» **DESCRIPTION OF THE TASK**: Repeat, exactly and alone, every line from the line that contains "pub struct MathEnricher" to the end of the entries.

» **DATASET ENTRIES**:
::::

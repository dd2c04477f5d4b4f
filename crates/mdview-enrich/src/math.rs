//! TeX math pass.
//!
//! Delimited TeX in the text of rendered markup is converted to MathML and
//! wrapped in `<span class="math math-inline|math-display">`. The span keeps
//! the original delimited source in `data-math-source`, so a later pass can
//! clear earlier output and typeset again from scratch.
//!
//! Text inside `script`, `noscript`, `style`, `textarea`, `pre` and `code`
//! is never scanned.

use std::cell::Cell;
use std::collections::HashMap;
use std::fmt::Write as _;
use std::path::PathBuf;
use std::rc::Rc;
use std::time::Duration;

use latex2mathml::{DisplayStyle, latex_to_mathml};
use lol_html::html_content::{ContentType, Element};
use lol_html::{RewriteStrSettings, doc_text, element, end_tag, rewrite_str};
use serde::Deserialize;

use crate::consts::{DEFAULT_LOAD_TIMEOUT, DEFAULT_SKIP_TAGS};
use crate::loader::{LazyLibrary, Library, LoadError, LoaderState};
use crate::text::{escape_quote, unescape_html};

/// Maximum nested macro expansions per expression.
const MAX_EXPANSION_PASSES: usize = 16;

/// Opening and closing delimiter strings.
#[derive(Debug, Clone, PartialEq, Eq)]
pub struct Delimiters {
    pub inline: Vec<(String, String)>,
    pub display: Vec<(String, String)>,
}

impl Default for Delimiters {
    fn default() -> Self {
        let pair = |open: &str, close: &str| (open.to_owned(), close.to_owned());
        Self {
            inline: vec![pair("$", "$"), pair(r"\(", r"\)")],
            display: vec![pair("$$", "$$"), pair(r"\[", r"\]")],
        }
    }
}

impl Delimiters {
    /// All pairs, longest opener first, display before inline on ties.
    fn ordered(&self) -> Vec<(&str, &str, bool)> {
        let mut pairs: Vec<(&str, &str, bool)> = self
            .display
            .iter()
            .map(|(o, c)| (o.as_str(), c.as_str(), true))
            .chain(self.inline.iter().map(|(o, c)| (o.as_str(), c.as_str(), false)))
            .filter(|(open, close, _)| !open.is_empty() && !close.is_empty())
            .collect();
        pairs.sort_by_key(|(open, _, _)| std::cmp::Reverse(open.len()));
        pairs
    }
}

/// Math pass settings.
#[derive(Debug, Clone)]
pub struct MathConfig {
    /// TOML file with a `[macros]` table of TeX shorthands.
    pub macros_file: Option<PathBuf>,
    pub load_timeout: Duration,
    pub delimiters: Delimiters,
    pub skip_tags: Vec<String>,
}

impl Default for MathConfig {
    fn default() -> Self {
        Self {
            macros_file: None,
            load_timeout: DEFAULT_LOAD_TIMEOUT,
            delimiters: Delimiters::default(),
            skip_tags: DEFAULT_SKIP_TAGS.iter().map(|t| (*t).to_owned()).collect(),
        }
    }
}

/// User-defined TeX commands.
///
/// ```toml
/// [macros]
/// R = "\\mathbb{R}"
/// vec = "\\mathbf{#1}"
/// ```
///
/// A body may use `#1` to `#9`; each is filled from a braced argument
/// following the command.
#[derive(Debug, Clone, Default, PartialEq, Eq)]
pub struct TexMacros {
    macros: HashMap<String, String>,
}

#[derive(Deserialize)]
struct MacrosFile {
    #[serde(default)]
    macros: HashMap<String, String>,
}

impl TexMacros {
    pub fn parse(content: &str) -> Result<Self, LoadError> {
        let file: MacrosFile = toml::from_str(content).map_err(|e| LoadError::Invalid {
            what: "macros file".to_owned(),
            reason: e.to_string(),
        })?;

        let mut macros = HashMap::with_capacity(file.macros.len());
        for (name, body) in file.macros {
            let name = name.trim_start_matches('\\').to_owned();
            if name.is_empty() || !name.bytes().all(|b| b.is_ascii_alphabetic()) {
                return Err(LoadError::Invalid {
                    what: format!("macro name {name:?}"),
                    reason: "names are ASCII letters only".to_owned(),
                });
            }
            macros.insert(name, body);
        }
        Ok(Self { macros })
    }

    pub fn len(&self) -> usize {
        self.macros.len()
    }

    pub fn is_empty(&self) -> bool {
        self.macros.is_empty()
    }

    /// Expand user commands until none are left (bounded for recursive
    /// definitions).
    pub fn expand(&self, tex: &str) -> String {
        let mut current = tex.to_owned();
        if self.macros.is_empty() {
            return current;
        }
        for _ in 0..MAX_EXPANSION_PASSES {
            let (next, changed) = self.expand_once(&current);
            current = next;
            if !changed {
                break;
            }
        }
        current
    }

    fn expand_once(&self, tex: &str) -> (String, bool) {
        let mut out = String::with_capacity(tex.len());
        let mut changed = false;
        let mut rest = tex;

        while let Some(pos) = rest.find('\\') {
            out.push_str(&rest[..pos]);
            let after = &rest[pos + 1..];
            let name_len = after
                .bytes()
                .take_while(u8::is_ascii_alphabetic)
                .count();

            if name_len == 0 {
                // `\\`, `\{` and similar: copy the escape and the next char.
                let next_len = after.chars().next().map_or(0, char::len_utf8);
                out.push_str(&rest[pos..pos + 1 + next_len]);
                rest = &after[next_len..];
                continue;
            }

            let name = &after[..name_len];
            let tail = &after[name_len..];
            match self
                .macros
                .get(name)
                .and_then(|body| substitute(body, tail))
            {
                Some((expansion, consumed)) => {
                    out.push_str(&expansion);
                    rest = &tail[consumed..];
                    changed = true;
                }
                None => {
                    out.push('\\');
                    out.push_str(name);
                    rest = tail;
                }
            }
        }
        out.push_str(rest);
        (out, changed)
    }
}

/// Fill `#n` placeholders of `body` from braced groups at the start of
/// `tail`. Returns the expansion and how much of `tail` was consumed.
fn substitute(body: &str, tail: &str) -> Option<(String, usize)> {
    let arity = (1..=9u8)
        .rev()
        .find(|n| body.contains(&format!("#{n}")))
        .unwrap_or(0);

    let mut args = Vec::with_capacity(usize::from(arity));
    let mut consumed = 0;
    for _ in 0..arity {
        let skipped = tail[consumed..].len() - tail[consumed..].trim_start().len();
        let (arg, len) = braced_group(&tail[consumed + skipped..])?;
        args.push(arg);
        consumed += skipped + len;
    }

    let mut expansion = body.to_owned();
    for (i, arg) in args.iter().enumerate().rev() {
        expansion = expansion.replace(&format!("#{}", i + 1), arg);
    }
    Some((expansion, consumed))
}

/// Content and total length of a `{...}` group at the start of `s`.
fn braced_group(s: &str) -> Option<(&str, usize)> {
    if !s.starts_with('{') {
        return None;
    }
    let mut depth = 0usize;
    let mut escaped = false;
    for (i, c) in s.char_indices() {
        match c {
            _ if escaped => escaped = false,
            '\\' => escaped = true,
            '{' => depth += 1,
            '}' => {
                depth -= 1;
                if depth == 0 {
                    return Some((&s[1..i], i + 1));
                }
            }
            _ => {}
        }
    }
    None
}

/// Loaded TeX-to-MathML converter.
#[derive(Debug, Default)]
pub struct TexEngine {
    macros: TexMacros,
}

impl TexEngine {
    pub fn new(macros: TexMacros) -> Self {
        Self { macros }
    }

    pub fn to_mathml(&self, tex: &str, display: bool) -> Result<String, String> {
        let style = if display {
            DisplayStyle::Block
        } else {
            DisplayStyle::Inline
        };
        latex_to_mathml(&self.macros.expand(tex.trim()), style).map_err(|e| e.to_string())
    }
}

/// Remove typeset output, restoring the delimited source text.
#[must_use]
pub fn clear_typeset(html: &str) -> String {
    let result = rewrite_str(
        html,
        RewriteStrSettings {
            element_content_handlers: vec![element!("span.math[data-math-source]", |el| {
                if let Some(source) = el.get_attribute("data-math-source") {
                    el.replace(&source, ContentType::Html);
                }
                Ok(())
            })],
            ..RewriteStrSettings::default()
        },
    );
    result.unwrap_or_else(|error| {
        tracing::warn!(%error, "Cannot clear typeset math, keeping markup");
        html.to_owned()
    })
}

/// Typeset every delimited expression in text nodes outside the skipped
/// elements. Attribute values are never touched.
#[must_use]
pub fn typeset(html: &str, engine: &TexEngine, delimiters: &Delimiters, skip_tags: &[String]) -> String {
    let pairs = delimiters.ordered();
    // Open skipped elements around the current text.
    let skipped = Rc::new(Cell::new(0usize));
    let mut pending = String::new();

    let result = rewrite_str(
        html,
        RewriteStrSettings {
            element_content_handlers: vec![element!("*", |el: &mut Element<'_, '_>| {
                let name = el.tag_name();
                if !skip_tags.iter().any(|tag| tag.eq_ignore_ascii_case(&name)) {
                    return Ok(());
                }
                if let Some(handlers) = el.end_tag_handlers() {
                    let depth = Rc::clone(&skipped);
                    depth.set(depth.get() + 1);
                    handlers.push(end_tag!(move |_| {
                        depth.set(depth.get().saturating_sub(1));
                        Ok(())
                    }));
                }
                Ok(())
            })],
            document_content_handlers: vec![doc_text!(|chunk| {
                if skipped.get() > 0 {
                    return Ok(());
                }
                // A text node may arrive in several chunks; typeset it whole.
                pending.push_str(chunk.as_str());
                if chunk.last_in_text_node() {
                    let mut out = String::with_capacity(pending.len());
                    typeset_text(&pending, engine, &pairs, &mut out);
                    chunk.replace(&out, ContentType::Html);
                    pending.clear();
                } else {
                    chunk.remove();
                }
                Ok(())
            })],
            ..RewriteStrSettings::default()
        },
    );
    result.unwrap_or_else(|error| {
        tracing::warn!(%error, "Cannot typeset math, keeping markup");
        html.to_owned()
    })
}

fn typeset_text(text: &str, engine: &TexEngine, pairs: &[(&str, &str, bool)], out: &mut String) {
    let mut i = 0;
    while i < text.len() {
        let rest = &text[i..];
        if rest.starts_with(r"\$") {
            out.push_str(r"\$");
            i += 2;
            continue;
        }

        let found = pairs.iter().find_map(|&(open, close, display)| {
            let body = rest.strip_prefix(open)?;
            let end = body.find(close)?;
            let tex = &body[..end];
            (!tex.trim().is_empty()).then(|| (open.len() + end + close.len(), tex, display))
        });

        let Some((len, tex, display)) = found else {
            let c_len = rest.chars().next().map_or(1, char::len_utf8);
            out.push_str(&rest[..c_len]);
            i += c_len;
            continue;
        };

        let source = &rest[..len];
        match engine.to_mathml(&unescape_html(tex), display) {
            Ok(mathml) => {
                let class = if display { "math-display" } else { "math-inline" };
                write!(
                    out,
                    r#"<span class="math {class}" data-math-source="{}">{mathml}</span>"#,
                    escape_quote(source)
                )
                .unwrap();
            }
            Err(error) => {
                tracing::debug!(%error, source, "Math expression left as source");
                out.push_str(source);
            }
        }
        i += len;
    }
}

/// Loads the TeX engine, reading the macros file if one is configured.
pub struct MathLibrary {
    macros_file: Option<PathBuf>,
}

impl Library for MathLibrary {
    type Instance = TexEngine;
    const NAME: &'static str = "tex";

    async fn load(&self) -> Result<TexEngine, LoadError> {
        let Some(path) = &self.macros_file else {
            return Ok(TexEngine::default());
        };
        let content = tokio::fs::read_to_string(path)
            .await
            .map_err(|source| LoadError::Io {
                path: path.display().to_string(),
                source,
            })?;
        let macros = TexMacros::parse(&content)?;
        tracing::debug!(count = macros.len(), path = %path.display(), "Loaded TeX macros");
        Ok(TexEngine::new(macros))
    }
}

/// The math pass with its lazily loaded engine.
pub struct MathEnricher {
    loader: LazyLibrary<MathLibrary>,
    delimiters: Delimiters,
    skip_tags: Vec<String>,
}

impl MathEnricher {
    pub fn new(config: MathConfig) -> Self {
        let library = MathLibrary {
            macros_file: config.macros_file,
        };
        Self {
            loader: LazyLibrary::new(library, config.load_timeout),
            delimiters: config.delimiters,
            skip_tags: config.skip_tags,
        }
    }

    pub fn state(&self) -> LoaderState {
        self.loader.state()
    }

    /// Clear earlier output, then typeset. Without an engine the markup is
    /// returned unchanged.
    pub async fn apply_to(&self, html: &str) -> String {
        let Some(engine) = self.loader.ensure_ready().await else {
            return html.to_owned();
        };
        let cleared = clear_typeset(html);
        typeset(&cleared, &engine, &self.delimiters, &self.skip_tags)
    }
}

::::

» **TASK ANSWER**:
pub struct MathEnricher {
    loader: LazyLibrary<MathLibrary>,
    delimiters: Delimiters,
    skip_tags: Vec<String>,
}

impl MathEnricher {
    pub fn new(config: MathConfig) -> Self {
        let library = MathLibrary {
            macros_file: config.macros_file,
        };
        Self {
            loader: LazyLibrary::new(library, config.load_timeout),
            delimiters: config.delimiters,
            skip_tags: config.skip_tags,
        }
    }

    pub fn state(&self) -> LoaderState {
        self.loader.state()
    }

    /// Clear earlier output, then typeset. Without an engine the markup is
    /// returned unchanged.
    pub async fn apply_to(&self, html: &str) -> String {
        let Some(engine) = self.loader.ensure_ready().await else {
            return html.to_owned();
        };
        let cleared = clear_typeset(html);
        typeset(&cleared, &engine, &self.delimiters, &self.skip_tags)
    }
}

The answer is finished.